La scelta di Kellogg come mediatore ufficiale della prossima amministrazione statunitense riporta in auge un progetto che sembrava superato dai recenti avvenimenti bellici ma che, invece, Donald Trump non disdegnerebbe. D’altronde Kellog e Fleitz hanno entrambi ricoperto il ruolo di capo-gabinetto del Consiglio di sicurezza nazionale durante la prima presidenza del magnate. Nel testo, come ricorda il Guardian, si condannano in toto le scelte di politica estera di Biden usando un linguaggio caro a certa destra complottista. Si biasima l’attuale inquilino della Casa bianca per aver anteposto «le agende idealistiche delle élite globali a una relazione fruttuosa con la Russia», il che non ha determinato altri risultati se non quello di rendere «Mosca nemica degli Usa» e di spingerla «nelle braccia della Cina» oltre ad aver portato allo «sviluppo di un nuovo asse Russia-Cina-Iran-Corea del Nord». Tutto sbagliato, dunque, tutto da rifare. Perché il nemico vero non è Putin, come ha sostenuto più volte il vice di Trump, JD Vance, ma Pechino.

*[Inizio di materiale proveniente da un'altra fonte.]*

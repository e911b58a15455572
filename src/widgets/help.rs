use ratatui::{
    buffer::Buffer,
    layout::{Constraint, Flex, Layout, Rect},
    style::{Color, Style},
    widgets::{Block, Borders, Clear, Paragraph, Widget, Wrap},
};

pub const HELP_TEXT: &str = "\
/            Edit the device-name filter (Enter or Esc to leave)
1-6          Sort by Detail, Device Name, Location, Temperature, Humidity, Status
             Press again to flip ascending / descending
Space        Select or unselect the device under the cursor
a            Select every matching device, or clear the selection
Enter, e     Expand or collapse the device history
Left, h      Previous page
Right, l     Next page
p            Cycle rows per page
d            Toggle dense rows
Up/Down, k/j Move the cursor
r            Fetch the devices again
?            Show or hide this help
q, Esc       Quit";

/// Centered key reference drawn over the table.
pub struct HelpOverlay {
    border: Color,
}

impl HelpOverlay {
    pub fn new(border: Color) -> Self {
        Self { border }
    }
}

impl Widget for HelpOverlay {
    fn render(self, area: Rect, buf: &mut Buffer) {
        let height = HELP_TEXT.lines().count() as u16 + 2;
        let [popup] = Layout::vertical([Constraint::Length(height)])
            .flex(Flex::Center)
            .areas(area);
        let [popup] = Layout::horizontal([Constraint::Percentage(80)])
            .flex(Flex::Center)
            .areas(popup);

        Clear.render(popup, buf);
        Paragraph::new(HELP_TEXT)
            .wrap(Wrap { trim: false })
            .block(
                Block::default()
                    .borders(Borders::ALL)
                    .title(" Help (? to close) ")
                    .border_style(Style::default().fg(self.border)),
            )
            .render(popup, buf);
    }
}
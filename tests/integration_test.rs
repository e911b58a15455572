mod common;

use crossterm::event::{KeyCode, KeyEvent, KeyModifiers};
use sensortui::{
    App, AppConfig, AppEvent, FileSource, FilterMode, InputMode, LoadingState, SortField, Theme,
};
use std::io::Write;
use std::sync::mpsc::{channel, Receiver};
use std::sync::Arc;
use std::time::Duration;
use tempfile::NamedTempFile;

fn press(app: &mut App, code: KeyCode) -> Option<AppEvent> {
    app.event(&AppEvent::Key(KeyEvent::new(code, KeyModifiers::NONE)))
}

fn type_text(app: &mut App, text: &str) {
    for c in text.chars() {
        press(app, KeyCode::Char(c));
    }
}

/// Issue a fetch and feed its completion back into the app.
fn fetch(app: &mut App, rx: &Receiver<AppEvent>) {
    assert!(app.event(&AppEvent::Fetch).is_none());
    assert!(app.loading_state().is_loading());
    let fetched = rx
        .recv_timeout(Duration::from_secs(5))
        .expect("fetch did not complete");
    app.event(&fetched);
}

fn app_for(file: &NamedTempFile, config: AppConfig) -> (App, Receiver<AppEvent>) {
    let (tx, rx) = channel();
    let app = App::new_with_config(
        tx,
        Arc::new(FileSource::new(file.path())),
        Theme::default(),
        config,
    );
    (app, rx)
}

#[test]
fn test_loads_devices_from_file() {
    let file = common::json_file(&common::fleet(12));
    let (mut app, rx) = app_for(&file, AppConfig::default());
    assert_eq!(app.loading_state(), &LoadingState::Idle);

    fetch(&mut app, &rx);
    assert_eq!(app.loading_state(), &LoadingState::Loaded { count: 12 });
    let view = app.view();
    assert_eq!(view.total_filtered, 12);
    assert_eq!(view.rows.len(), 5);
    assert_eq!(view.page_count(), 3);
}

#[test]
fn test_keyboard_workflow() {
    let file = common::json_file(&common::fleet(12));
    let (mut app, rx) = app_for(&file, AppConfig::default());
    fetch(&mut app, &rx);

    // Narrow to sensor-1, sensor-10, sensor-11, sensor-12 and select them.
    press(&mut app, KeyCode::Char('/'));
    assert_eq!(app.input_mode, InputMode::Filtering);
    type_text(&mut app, "sensor-1");
    press(&mut app, KeyCode::Enter);
    assert_eq!(app.input_mode, InputMode::Normal);
    assert_eq!(app.filter_input(), "sensor-1");
    assert_eq!(app.view().total_filtered, 4);

    press(&mut app, KeyCode::Char('a'));
    assert!(app.view().all_selected());

    // Sort by name descending: sensor-12 first.
    press(&mut app, KeyCode::Char('2'));
    press(&mut app, KeyCode::Char('2'));
    assert_eq!(app.view_state().order_by(), SortField::Name);
    assert_eq!(app.view().rows[0].record.name, "sensor-12");

    // Expand the second row.
    press(&mut app, KeyCode::Down);
    press(&mut app, KeyCode::Char('e'));
    assert!(app.view_state().expanded.contains(&11));

    // Clearing the filter keeps selection and expansion.
    press(&mut app, KeyCode::Char('/'));
    app.event(&AppEvent::Key(KeyEvent::new(
        KeyCode::Char('u'),
        KeyModifiers::CONTROL,
    )));
    press(&mut app, KeyCode::Esc);
    assert_eq!(app.view().total_filtered, 12);
    assert_eq!(app.view_state().selected.len(), 4);
    assert!(app.view_state().expanded.contains(&11));
    assert!(!app.view().all_selected());

    // Page forward then change rows per page.
    press(&mut app, KeyCode::Right);
    assert_eq!(app.view_state().page, 1);
    press(&mut app, KeyCode::Char('p'));
    assert_eq!(app.view_state().page_size, 10);
    assert_eq!(app.view_state().page, 0);

    assert!(matches!(
        press(&mut app, KeyCode::Char('q')),
        Some(AppEvent::Exit)
    ));
}

#[test]
fn test_regex_mode_bad_pattern_shows_everything() {
    let file = common::json_file(&common::fleet(7));
    let mut config = AppConfig::default();
    config.filter.mode = FilterMode::Regex;
    let (mut app, rx) = app_for(&file, config);
    fetch(&mut app, &rx);

    app.set_filter_text("sensor-[2-3]");
    assert_eq!(app.view().total_filtered, 2);
    assert!(app.view().notice.is_none());

    app.set_filter_text("sensor-(");
    let view = app.view();
    assert!(view.notice.is_some());
    assert_eq!(view.total_filtered, 7);
}

#[test]
fn test_refetch_picks_up_new_data() {
    let file = common::json_file(&common::fleet(3));
    let (mut app, rx) = app_for(&file, AppConfig::default());
    fetch(&mut app, &rx);
    assert_eq!(app.view().total_filtered, 3);

    let json = serde_json::to_string(&common::fleet(9)).unwrap();
    std::fs::write(file.path(), json).unwrap();

    assert!(matches!(
        press(&mut app, KeyCode::Char('r')),
        Some(AppEvent::Fetch)
    ));
    fetch(&mut app, &rx);
    assert_eq!(app.loading_state(), &LoadingState::Loaded { count: 9 });
    assert_eq!(app.view().total_filtered, 9);
}

#[test]
fn test_malformed_data_fails_the_fetch() {
    let mut file = NamedTempFile::new().unwrap();
    file.write_all(b"[{\"id\": 1, \"name\": \"broken\"}]").unwrap();
    let (mut app, rx) = app_for(&file, AppConfig::default());
    fetch(&mut app, &rx);

    match app.loading_state() {
        LoadingState::Failed { message } => {
            assert!(message.starts_with("Received malformed device data"), "{}", message)
        }
        other => panic!("expected failure, got {:?}", other),
    }
    assert_eq!(app.view().total_filtered, 0);
}

#[test]
fn test_duplicate_ids_fail_the_fetch() {
    let mut records = common::fleet(3);
    records[2].id = 1;
    let file = common::json_file(&records);
    let (mut app, rx) = app_for(&file, AppConfig::default());
    fetch(&mut app, &rx);

    match app.loading_state() {
        LoadingState::Failed { message } => {
            assert!(message.contains("duplicate record id 1"), "{}", message)
        }
        other => panic!("expected failure, got {:?}", other),
    }
}

#[test]
fn test_missing_file_fails_the_fetch() {
    let dir = tempfile::tempdir().unwrap();
    let (tx, rx) = channel();
    let mut app = App::new(tx, Arc::new(FileSource::new(dir.path().join("devices.json"))));
    fetch(&mut app, &rx);

    match app.loading_state() {
        LoadingState::Failed { message } => {
            assert!(message.contains("not found"), "{}", message)
        }
        other => panic!("expected failure, got {:?}", other),
    }
}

Per questo lo stesso Vance aveva elaborato un piano più diretto per la fine della guerra: costringere l’Ucraina a trattare a partire dalle attuali posizioni sul campo di battaglia, lasciare alla Russia i territori occupati e non fornire alcuna garanzia di sicurezza a Kiev. In caso di mancato assenso da parte di Zelensky ci sarebbe stata l’interruzione totale e immediata delle forniture di armamenti. Alcuni analisti hanno definito questa opzione «congelamento del conflitto» riferendosi al mantenimento dello status quo territoriale senza modificare i confini ufficiali dei due belligeranti. Un aut aut al quale Zelensky non poteva dare il suo consenso, è ovvio, ma che in fin dei conti non si curava dell’opinione del carismatico capo di stato. L’Ucraina si adeguerà perché altrimenti non esisterà più alcuna Ucraina, lasciano intendere i cosiddetti “falchi” trumpiani. Ed è evidente che al Cremlino si fregassero le mani nell’attesa di quel momento in cui da paria dell’Onu e ricercato della Cpi Vladimir Putin sarebbe diventato il vincitore di fatto della guerra. In ogni caso da Mosca continuano a sostenere, almeno ufficialmente, che «il congelamento del conflitto non è una soluzione accettabile» nemmeno per loro.
Ma i due diretti interessati come immaginano il futuro delle rispettive relazioni con la Casa bianca? Incredibilmente sono entrambi d’accordo nell’identificare l’insediamento di Trump come la venuta del messia che si attendeva da 3 anni in Europa orientale. «Putin ora vuole intensificare l’escalation in modo che il presidente Trump non possa avere successo nel porre fine alla guerra» ha dichiarato Zelensky. «Donald Trump è un politico intelligente ed esperto che sarà capace di trovare una soluzione a questa crisi» rilancia Putin. Il fatto è che la famosa imprevedibilità del tycoon, che altro non è se non opportunismo politico allo stato estremo, rende entrambe le visioni plausibili. Blandirlo al momento sembra a Putin e Zelensky il modo migliore per portarlo dalla propria parte. Il motto di Trump è Prima l’America, ma è una sineddoche, l’America nel suo «piano» è lui stesso, tutti gli altri sono comparse a cui di volta in volta si cambia ruolo. I nemici di ieri potrebbero così diventare gli amici di domani e alla fine solo chi ha costruito buoni argini potrà sopravvivere all’esondazione di vanità in stile tardo impero che potrebbe condizionare le scelte di politica estera degli Usa dal 20 gennaio in avanti.